Hastalık, yemek borusu kanseri açısından da risk oluşturuyor. Mide içeriğinin yemek borusuna kaçması olarak tarif edilen reflünün günlük toplam süresi 24 saatin yüzde 4’lük kısmını aşmazsa, bu durum fizyolojik olarak görülüyor.
Ancak, mide içeriğinin bu süreden daha uzun zaman yemek borusunda kalması halinde fizyolojik reflüden çıkıyor ve hastalık haline dönüşmüş kabul ediliyor. Bu durum da şikâyetlere yol açma olasılığı da artıyor.
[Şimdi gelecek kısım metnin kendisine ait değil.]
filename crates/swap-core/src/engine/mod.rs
//! Swap engine orchestrating one run of the pipeline.
//!
//! The engine owns every collaborator for the lifetime of a run and drives
//! the stages in order. It returns a [`SwapReport`] describing what was
//! quoted and what was sent.

use crate::stages::allowance::{AllowanceManager, AllowanceOutcome};
use crate::stages::permit::PermitSigner;
use crate::stages::submit::Submitter;
use crate::PipelineError;
use std::sync::Arc;
use std::time::Duration;
use swap_account::AccountService;
use swap_config::Config;
use swap_delivery::DeliveryService;
use swap_quote::QuoteService;
use swap_types::{to_base_units, PriceResult, Quote, TradeRequest, TransactionHash};
use tracing::instrument;

/// Per-run overrides of the configured behaviour.
#[derive(Debug, Clone, Default)]
pub struct RunOptions {
	/// Replaces `swap.sell_amount`.
	pub sell_amount: Option<String>,
	/// Stop after the quote: no allowance, no signing, no broadcast.
	pub dry_run: bool,
}

/// Everything a run learned and did.
#[derive(Debug)]
pub struct SwapReport {
	/// The request sent to both aggregator endpoints.
	pub request: TradeRequest,
	/// Decimals of the sell token.
	pub sell_decimals: u8,
	/// Decimals of the buy token, if they could be read.
	pub buy_decimals: Option<u8>,
	/// Liquidity sources on the chain; empty if the listing failed.
	pub sources: Vec<String>,
	/// The advisory price.
	pub price: PriceResult,
	/// The binding quote.
	pub quote: Quote,
	/// Allowance stage result; `None` on a dry run.
	pub allowance: Option<AllowanceOutcome>,
	/// Hash of the broadcast swap, if one was sent.
	pub tx_hash: Option<TransactionHash>,
	/// Whether the run stopped after quoting.
	pub dry_run: bool,
}

/// Main swap engine.
pub struct SwapEngine {
	/// Run configuration.
	config: Config,
	/// Trader account.
	account: Arc<AccountService>,
	/// Chain access.
	delivery: Arc<DeliveryService>,
	/// Aggregator access.
	quotes: QuoteService,
}

impl SwapEngine {
	/// Creates a new engine from already constructed services.
	pub fn new(
		config: Config,
		account: Arc<AccountService>,
		delivery: Arc<DeliveryService>,
		quotes: QuoteService,
	) -> Self {
		Self {
			config,
			account,
			delivery,
			quotes,
		}
	}

	/// Executes the swap.
	///
	/// This method:
	/// 1. Resolves the taker and scales the sell amount by the token's decimals
	/// 2. Fetches the price, then the quote, with the same request
	/// 3. Grants the allowance the quote asks for
	/// 4. Signs the permit and broadcasts the swap
	#[instrument(skip_all, fields(chain_id = self.config.swap.chain_id))]
	pub async fn run(&self, options: RunOptions) -> Result<SwapReport, PipelineError> {
		let swap = &self.config.swap;
		let taker = self.account.get_address().await?;
		self.delivery.verify_chain().await?;
		tracing::info!(taker = %taker, "Starting swap");

		let sources = match self.quotes.fetch_sources(swap.chain_id).await {
			Ok(sources) => sources,
			Err(e) => {
				tracing::warn!(error = %e, "Could not list liquidity sources");
				Vec::new()
			},
		};

		let sell_decimals = self.delivery.token_decimals(swap.sell_token).await?;
		let buy_decimals = match self.delivery.token_decimals(swap.buy_token).await {
			Ok(decimals) => Some(decimals),
			Err(e) => {
				tracing::warn!(token = %swap.buy_token, error = %e, "Could not read buy token decimals");
				None
			},
		};

		let amount = options.sell_amount.as_deref().unwrap_or(&swap.sell_amount);
		let sell_amount = to_base_units(amount, sell_decimals)
			.map_err(|e| PipelineError::Config(e.to_string()))?;

		let request = TradeRequest {
			chain_id: swap.chain_id,
			sell_token: swap.sell_token,
			buy_token: swap.buy_token,
			sell_amount,
			taker,
			affiliate_fee_bps: swap.affiliate_fee_bps,
			surplus_collection: swap.surplus_collection,
		};

		let price = self.quotes.fetch_price(&request).await?;
		if let Some(balance) = price.balance_issue() {
			tracing::warn!(
				token = %balance.token,
				actual = ?balance.actual,
				expected = ?balance.expected,
				"Taker balance is below the sell amount"
			);
		}
		if let Some(allowance) = price.allowance_issue() {
			tracing::info!(spender = %allowance.spender, "Price check reports an allowance is needed");
		}

		let quote = self.quotes.fetch_quote(&request).await?;

		let mut report = SwapReport {
			request,
			sell_decimals,
			buy_decimals,
			sources,
			price,
			quote,
			allowance: None,
			tx_hash: None,
			dry_run: options.dry_run,
		};

		if options.dry_run {
			tracing::info!("Dry run, stopping after quote");
			return Ok(report);
		}

		let network = &self.config.network;
		let allowance = AllowanceManager::new(
			self.delivery.clone(),
			taker,
			Duration::from_secs(network.approval_timeout_seconds),
			Duration::from_secs(network.receipt_poll_interval_seconds),
		);
		report.allowance = Some(
			allowance
				.ensure_allowance(swap.sell_token, report.quote.allowance_issue())
				.await?,
		);

		let (Some(eip712), Some(_)) = (report.quote.permit_eip712(), report.quote.call_data())
		else {
			tracing::warn!("Quote carries no permit payload or call data, nothing to sign");
			return Ok(report);
		};

		let permit = PermitSigner::new(self.account.clone())
			.sign_permit(eip712)
			.await?;

		report.tx_hash = Submitter::new(self.delivery.clone(), taker)
			.submit(&report.quote, Some(permit))
			.await?;

		if let Some(tx_hash) = &report.tx_hash {
			tracing::info!(tx_hash = %tx_hash, "Swap submitted");
		}
		Ok(report)
	}
}

#[cfg(test)]
mod tests {
	use super::*;
	use crate::test_utils::{
		full_quote, AccountCalls, ChainCalls, MockAccount, MockAggregator, MockChain, CHAIN_ID,
	};
	use alloy_consensus::{TxEnvelope, TxLegacy};
	use alloy_eips::eip2718::Decodable2718;
	use std::sync::Mutex;
	use swap_config::builders::ConfigBuilder;
	use swap_delivery::DeliveryError;
	use swap_types::{Address, Bytes, U256};

	fn decode_legacy(raw: &Bytes) -> TxLegacy {
		match TxEnvelope::decode_2718(&mut raw.as_ref()).unwrap() {
			TxEnvelope::Legacy(signed) => signed.tx().clone(),
			other => panic!("expected a legacy transaction, got {:?}", other.tx_type()),
		}
	}

	fn price_json() -> serde_json::Value {
		serde_json::json!({
			"liquidityAvailable": true,
			"buyAmount": "100037537",
			"issues": {
				"allowance": {
					"actual": "0",
					"spender": "0x000000000022d473030f116ddee9f6b43ac78ba3"
				},
				"balance": {
					"token": "0x1111111111111111111111111111111111111111",
					"actual": "0",
					"expected": "100000000000000000"
				}
			}
		})
	}

	struct Harness {
		engine: SwapEngine,
		account_calls: Arc<Mutex<AccountCalls>>,
		chain_calls: Arc<Mutex<ChainCalls>>,
		requests: Arc<Mutex<Vec<(&'static str, TradeRequest)>>>,
	}

	fn harness(chain: MockChain, quote: serde_json::Value) -> Harness {
		let config = ConfigBuilder::new()
			.tokens(Address::repeat_byte(0x11), Address::repeat_byte(0x22))
			.build();

		let account = MockAccount::new();
		let account_calls = account.calls.clone();
		let account = Arc::new(AccountService::new(Box::new(account)));

		let chain_calls = chain.calls.clone();
		let delivery = Arc::new(DeliveryService::new(Box::new(chain), account.clone(), CHAIN_ID));

		let aggregator = MockAggregator::new(price_json(), quote);
		let requests = aggregator.requests.clone();

		Harness {
			engine: SwapEngine::new(config, account, delivery, QuoteService::new(Box::new(aggregator))),
			account_calls,
			chain_calls,
			requests,
		}
	}

	#[tokio::test]
	async fn test_full_run_approves_signs_and_submits() {
		let h = harness(MockChain::new(), full_quote());

		let report = h.engine.run(RunOptions::default()).await.unwrap();

		assert_eq!(report.request.sell_amount, U256::from(100_000_000_000_000_000u128));
		assert_eq!(report.sources, vec!["Uniswap_V3", "Aerodrome"]);
		assert!(matches!(report.allowance, Some(AllowanceOutcome::Granted { .. })));
		assert!(report.tx_hash.is_some());

		// approval + swap
		assert_eq!(h.chain_calls.lock().unwrap().raw.len(), 2);
		assert_eq!(h.account_calls.lock().unwrap().typed_data, 1);
		assert_eq!(h.account_calls.lock().unwrap().transactions, 2);
	}

	#[tokio::test]
	async fn test_swap_nonce_read_after_approval() {
		let h = harness(MockChain::new(), full_quote());
		h.engine.run(RunOptions::default()).await.unwrap();

		let calls = h.chain_calls.lock().unwrap();
		let approval = decode_legacy(&calls.raw[0]);
		let swap = decode_legacy(&calls.raw[1]);

		assert_eq!(approval.nonce, 0);
		assert_eq!(swap.nonce, 1);
		assert_eq!(approval.chain_id, Some(CHAIN_ID));
		assert_eq!(swap.chain_id, Some(CHAIN_ID));
		assert_eq!(swap.gas_limit, 288_079);
		assert_eq!(swap.gas_price, 4_837_860_000);
	}

	#[tokio::test]
	async fn test_price_and_quote_share_request() {
		let h = harness(MockChain::new(), full_quote());
		h.engine.run(RunOptions::default()).await.unwrap();

		let requests = h.requests.lock().unwrap();
		assert_eq!(requests.len(), 2);
		assert_eq!(requests[0].0, "price");
		assert_eq!(requests[1].0, "quote");
		assert_eq!(requests[0].1, requests[1].1);
		assert_eq!(requests[0].1.query_pairs(), requests[1].1.query_pairs());
	}

	#[tokio::test]
	async fn test_no_allowance_issue_skips_approval() {
		let mut quote = full_quote();
		quote["issues"]["allowance"] = serde_json::Value::Null;
		let h = harness(MockChain::new(), quote);

		let report = h.engine.run(RunOptions::default()).await.unwrap();
		assert_eq!(report.allowance, Some(AllowanceOutcome::AlreadySufficient));

		let calls = h.chain_calls.lock().unwrap();
		// only the swap was broadcast and no receipt was awaited
		assert_eq!(calls.raw.len(), 1);
		assert_eq!(calls.receipt_polls, 0);
	}

	#[tokio::test]
	async fn test_no_permit_neither_signs_nor_broadcasts_swap() {
		let mut quote = full_quote();
		quote["permit2"] = serde_json::Value::Null;
		quote["issues"]["allowance"] = serde_json::Value::Null;
		let h = harness(MockChain::new(), quote);

		let report = h.engine.run(RunOptions::default()).await.unwrap();
		assert!(report.tx_hash.is_none());
		assert_eq!(h.account_calls.lock().unwrap().typed_data, 0);
		assert_eq!(h.account_calls.lock().unwrap().transactions, 0);
		assert!(h.chain_calls.lock().unwrap().raw.is_empty());
	}

	#[tokio::test]
	async fn test_dry_run_only_reads() {
		let h = harness(MockChain::new(), full_quote());

		let report = h
			.engine
			.run(RunOptions {
				sell_amount: Some("2.5".into()),
				dry_run: true,
			})
			.await
			.unwrap();

		assert!(report.dry_run);
		assert!(report.allowance.is_none());
		assert_eq!(
			report.request.sell_amount,
			U256::from(2_500_000_000_000_000_000u128)
		);
		assert!(h.chain_calls.lock().unwrap().raw.is_empty());
		assert_eq!(h.account_calls.lock().unwrap().typed_data, 0);
		assert_eq!(h.account_calls.lock().unwrap().transactions, 0);
	}

	#[tokio::test]
	async fn test_sell_amount_scaled_by_token_decimals() {
		let mut chain = MockChain::new();
		chain.decimals = 6;
		let h = harness(chain, full_quote());

		let report = h
			.engine
			.run(RunOptions {
				sell_amount: Some("1.5".into()),
				dry_run: true,
			})
			.await
			.unwrap();
		assert_eq!(report.sell_decimals, 6);
		assert_eq!(report.request.sell_amount, U256::from(1_500_000u64));
	}

	#[tokio::test]
	async fn test_failed_approval_stops_before_signing() {
		let mut chain = MockChain::new();
		chain.receipt_success = false;
		let h = harness(chain, full_quote());

		let err = h.engine.run(RunOptions::default()).await.unwrap_err();
		assert!(matches!(err, PipelineError::Allowance(_)));
		assert_eq!(h.account_calls.lock().unwrap().typed_data, 0);
		assert_eq!(h.chain_calls.lock().unwrap().raw.len(), 1);
	}

	#[tokio::test]
	async fn test_zero_sell_amount_is_config_error() {
		let h = harness(MockChain::new(), full_quote());
		let err = h
			.engine
			.run(RunOptions {
				sell_amount: Some("0".into()),
				dry_run: true,
			})
			.await
			.unwrap_err();
		assert!(matches!(err, PipelineError::Config(_)));
		assert!(h.requests.lock().unwrap().is_empty());
	}

	#[test]
	fn test_pipeline_error_wraps_chain_error() {
		let err: PipelineError = DeliveryError::Network("down".into()).into();
		assert_eq!(err.to_string(), "Chain error: Network error: down");
	}
}
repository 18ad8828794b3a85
//! Builders for assembling configurations in tests.

mod config;

pub use config::ConfigBuilder;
Sigara, çikolata, kahve, soğan, sarımsak, baharat, turşu gibi ekşi ve asitli yiyecek ve içecekler, aşırı yağlı kızartmalar, salçalı yemekler, et suyu ve poğaçalar, yemek borusundaki kapakçığı gevşeten besinler arasında.
Doç. Dr. Murat Gürsoy, ”Batı tipi beslenme arttıkça, kilolar da artıyor. Bu da reflünün görülme sıklığını yükseltiyor” diyor ve ekliyor: “Tükürük salgısı az olan kişilerin yemek boruları tam olarak temizlenemediği için de daha fazla reflü şikâyeti yaşanıyor.” Mide yanması, kaynama, ağza kadar mide içeriğinin gelmesi ve ekşime gibi belirtilerle ortaya çıkan hastalık, tedavi edilmezse yemek borusunda kansere yatkınlığı artırıyor.
Toplumun önemli miktarda bir kesiminin hayatının bir döneminde reflüden yakındığını anlatan Murat Gürsoy, “Reflüyü ortaya çıkaran nedenlerin bir kısmı iyi bilinmekle birlikte, bazen nedenini açıklayamadığımız vakalar da olabiliyor. Bu hastalığın, çok hafif formları olabileceği gibi, kanser öncülü durumları da içerebilen şiddetli formları da görülebiliyor. Hastalık geniş bir yelpazede kendini gösterebiliyor. Bu nedenle reflü hastalığını, sadece var yok veya siyah-beyaz gibi net bir biçimde ayıramıyoruz, hastalığın gri tonları da oluyor” diyor.